RECORDS FOR THE TASK START

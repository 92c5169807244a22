//! Metrics collection and exposition.
//!
//! # Metrics
//! - `upstream_selections_total` (counter): selections by group, method, peer
//! - `upstream_fallbacks_total` (counter): hand-offs from ip_hash to round robin
//! - `upstream_rejections_total` (counter): skipped candidates by reason
//! - `upstream_peer_failures_total` (counter): reported connection failures
//! - `upstream_peer_active_connections` (gauge): connections per peer
//!
//! # Design Decisions
//! - Recording goes through the `metrics` facade; without an installed
//!   recorder every call is a no-op
//! - Prometheus exposition is opt-in

use metrics::{counter, gauge};
use metrics_exporter_prometheus::{BuildError, PrometheusBuilder};
use std::net::SocketAddr;

/// Install the Prometheus recorder with an HTTP scrape endpoint.
pub fn init_metrics(addr: SocketAddr) -> Result<(), BuildError> {
    PrometheusBuilder::new().with_http_listener(addr).install()?;
    tracing::info!(address = %addr, "Metrics endpoint listening");
    Ok(())
}

pub fn record_selection(group: &str, method: &'static str, peer: &str) {
    counter!(
        "upstream_selections_total",
        "group" => group.to_string(),
        "method" => method,
        "peer" => peer.to_string()
    )
    .increment(1);
}

pub fn record_fallback(group: &str) {
    counter!("upstream_fallbacks_total", "group" => group.to_string()).increment(1);
}

pub fn record_rejection(group: &str, reason: &'static str) {
    counter!(
        "upstream_rejections_total",
        "group" => group.to_string(),
        "reason" => reason
    )
    .increment(1);
}

pub fn record_peer_failure(group: &str, peer: &str) {
    counter!(
        "upstream_peer_failures_total",
        "group" => group.to_string(),
        "peer" => peer.to_string()
    )
    .increment(1);
}

pub fn record_active_connections(group: &str, peer: &str, conns: usize) {
    gauge!(
        "upstream_peer_active_connections",
        "group" => group.to_string(),
        "peer" => peer.to_string()
    )
    .set(conns as f64);
}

RECORDS FOR THE TASK END

» WHAT YOU NEED TO DO:
Return an exact copy of the listing.

» ANSWER SECTION:
repository 92c5169807244a22
//! Metrics collection and exposition.
//!
//! # Metrics
//! - `upstream_selections_total` (counter): selections by group, method, peer
//! - `upstream_fallbacks_total` (counter): hand-offs from ip_hash to round robin
//! - `upstream_rejections_total` (counter): skipped candidates by reason
//! - `upstream_peer_failures_total` (counter): reported connection failures
//! - `upstream_peer_active_connections` (gauge): connections per peer
//!
//! # Design Decisions
//! - Recording goes through the `metrics` facade; without an installed
//!   recorder every call is a no-op
//! - Prometheus exposition is opt-in

use metrics::{counter, gauge};
use metrics_exporter_prometheus::{BuildError, PrometheusBuilder};
use std::net::SocketAddr;

/// Install the Prometheus recorder with an HTTP scrape endpoint.
pub fn init_metrics(addr: SocketAddr) -> Result<(), BuildError> {
    PrometheusBuilder::new().with_http_listener(addr).install()?;
    tracing::info!(address = %addr, "Metrics endpoint listening");
    Ok(())
}

pub fn record_selection(group: &str, method: &'static str, peer: &str) {
    counter!(
        "upstream_selections_total",
        "group" => group.to_string(),
        "method" => method,
        "peer" => peer.to_string()
    )
    .increment(1);
}

pub fn record_fallback(group: &str) {
    counter!("upstream_fallbacks_total", "group" => group.to_string()).increment(1);
}

pub fn record_rejection(group: &str, reason: &'static str) {
    counter!(
        "upstream_rejections_total",
        "group" => group.to_string(),
        "reason" => reason
    )
    .increment(1);
}

pub fn record_peer_failure(group: &str, peer: &str) {
    counter!(
        "upstream_peer_failures_total",
        "group" => group.to_string(),
        "peer" => peer.to_string()
    )
    .increment(1);
}

pub fn record_active_connections(group: &str, peer: &str, conns: usize) {
    gauge!(
        "upstream_peer_active_connections",
        "group" => group.to_string(),
        "peer" => peer.to_string()
    )
    .set(conns as f64);
}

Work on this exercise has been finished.